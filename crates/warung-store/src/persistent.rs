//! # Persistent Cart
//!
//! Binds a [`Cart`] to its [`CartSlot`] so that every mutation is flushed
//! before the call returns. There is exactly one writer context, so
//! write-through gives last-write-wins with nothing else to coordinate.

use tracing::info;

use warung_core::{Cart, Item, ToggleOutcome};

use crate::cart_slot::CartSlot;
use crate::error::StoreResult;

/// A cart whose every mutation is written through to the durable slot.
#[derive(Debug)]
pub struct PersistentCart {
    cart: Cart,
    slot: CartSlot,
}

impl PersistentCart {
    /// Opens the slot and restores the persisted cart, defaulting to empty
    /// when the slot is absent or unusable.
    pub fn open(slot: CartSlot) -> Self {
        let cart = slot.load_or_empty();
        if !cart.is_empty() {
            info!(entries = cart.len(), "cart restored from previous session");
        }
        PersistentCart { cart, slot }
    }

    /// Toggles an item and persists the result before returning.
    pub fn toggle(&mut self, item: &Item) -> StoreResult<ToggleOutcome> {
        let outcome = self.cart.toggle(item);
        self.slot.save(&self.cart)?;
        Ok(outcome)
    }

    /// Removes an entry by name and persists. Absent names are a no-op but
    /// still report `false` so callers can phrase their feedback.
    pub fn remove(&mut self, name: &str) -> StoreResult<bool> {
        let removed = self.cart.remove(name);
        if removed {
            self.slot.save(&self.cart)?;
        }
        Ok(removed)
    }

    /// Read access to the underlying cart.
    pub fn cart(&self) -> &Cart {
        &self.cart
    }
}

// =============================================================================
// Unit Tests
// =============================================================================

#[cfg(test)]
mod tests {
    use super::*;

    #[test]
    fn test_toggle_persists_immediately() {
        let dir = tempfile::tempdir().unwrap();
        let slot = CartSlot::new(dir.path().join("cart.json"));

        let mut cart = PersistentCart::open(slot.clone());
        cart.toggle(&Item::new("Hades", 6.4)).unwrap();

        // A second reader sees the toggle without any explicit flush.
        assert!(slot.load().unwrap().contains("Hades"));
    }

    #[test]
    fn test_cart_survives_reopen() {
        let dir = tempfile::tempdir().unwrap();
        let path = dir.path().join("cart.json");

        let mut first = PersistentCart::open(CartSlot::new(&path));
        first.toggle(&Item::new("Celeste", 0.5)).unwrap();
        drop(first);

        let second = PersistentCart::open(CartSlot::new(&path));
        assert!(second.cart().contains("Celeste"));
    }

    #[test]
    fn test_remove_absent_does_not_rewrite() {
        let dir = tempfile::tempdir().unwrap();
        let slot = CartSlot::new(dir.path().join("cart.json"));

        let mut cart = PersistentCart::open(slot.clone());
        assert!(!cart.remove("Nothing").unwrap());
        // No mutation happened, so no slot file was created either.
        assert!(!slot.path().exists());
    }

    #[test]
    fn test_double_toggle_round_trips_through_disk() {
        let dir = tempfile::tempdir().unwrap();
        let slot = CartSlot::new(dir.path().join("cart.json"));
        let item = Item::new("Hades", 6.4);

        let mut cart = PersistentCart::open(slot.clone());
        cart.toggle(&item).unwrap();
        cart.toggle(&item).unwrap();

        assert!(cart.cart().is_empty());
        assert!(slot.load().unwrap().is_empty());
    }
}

**Your objective**
Above are the records; restate each one exactly.

**Solution to this problem**
filename crates/warung-store/src/persistent.rs
//! # Persistent Cart
//!
//! Binds a [`Cart`] to its [`CartSlot`] so that every mutation is flushed
//! before the call returns. There is exactly one writer context, so
//! write-through gives last-write-wins with nothing else to coordinate.

use tracing::info;

use warung_core::{Cart, Item, ToggleOutcome};

use crate::cart_slot::CartSlot;
use crate::error::StoreResult;

/// A cart whose every mutation is written through to the durable slot.
#[derive(Debug)]
pub struct PersistentCart {
    cart: Cart,
    slot: CartSlot,
}

impl PersistentCart {
    /// Opens the slot and restores the persisted cart, defaulting to empty
    /// when the slot is absent or unusable.
    pub fn open(slot: CartSlot) -> Self {
        let cart = slot.load_or_empty();
        if !cart.is_empty() {
            info!(entries = cart.len(), "cart restored from previous session");
        }
        PersistentCart { cart, slot }
    }

    /// Toggles an item and persists the result before returning.
    pub fn toggle(&mut self, item: &Item) -> StoreResult<ToggleOutcome> {
        let outcome = self.cart.toggle(item);
        self.slot.save(&self.cart)?;
        Ok(outcome)
    }

    /// Removes an entry by name and persists. Absent names are a no-op but
    /// still report `false` so callers can phrase their feedback.
    pub fn remove(&mut self, name: &str) -> StoreResult<bool> {
        let removed = self.cart.remove(name);
        if removed {
            self.slot.save(&self.cart)?;
        }
        Ok(removed)
    }

    /// Read access to the underlying cart.
    pub fn cart(&self) -> &Cart {
        &self.cart
    }
}

// =============================================================================
// Unit Tests
// =============================================================================

#[cfg(test)]
mod tests {
    use super::*;

    #[test]
    fn test_toggle_persists_immediately() {
        let dir = tempfile::tempdir().unwrap();
        let slot = CartSlot::new(dir.path().join("cart.json"));

        let mut cart = PersistentCart::open(slot.clone());
        cart.toggle(&Item::new("Hades", 6.4)).unwrap();

        // A second reader sees the toggle without any explicit flush.
        assert!(slot.load().unwrap().contains("Hades"));
    }

    #[test]
    fn test_cart_survives_reopen() {
        let dir = tempfile::tempdir().unwrap();
        let path = dir.path().join("cart.json");

        let mut first = PersistentCart::open(CartSlot::new(&path));
        first.toggle(&Item::new("Celeste", 0.5)).unwrap();
        drop(first);

        let second = PersistentCart::open(CartSlot::new(&path));
        assert!(second.cart().contains("Celeste"));
    }

    #[test]
    fn test_remove_absent_does_not_rewrite() {
        let dir = tempfile::tempdir().unwrap();
        let slot = CartSlot::new(dir.path().join("cart.json"));

        let mut cart = PersistentCart::open(slot.clone());
        assert!(!cart.remove("Nothing").unwrap());
        // No mutation happened, so no slot file was created either.
        assert!(!slot.path().exists());
    }

    #[test]
    fn test_double_toggle_round_trips_through_disk() {
        let dir = tempfile::tempdir().unwrap();
        let slot = CartSlot::new(dir.path().join("cart.json"));
        let item = Item::new("Hades", 6.4);

        let mut cart = PersistentCart::open(slot.clone());
        cart.toggle(&item).unwrap();
        cart.toggle(&item).unwrap();

        assert!(cart.cart().is_empty());
        assert!(slot.load().unwrap().is_empty());
    }
}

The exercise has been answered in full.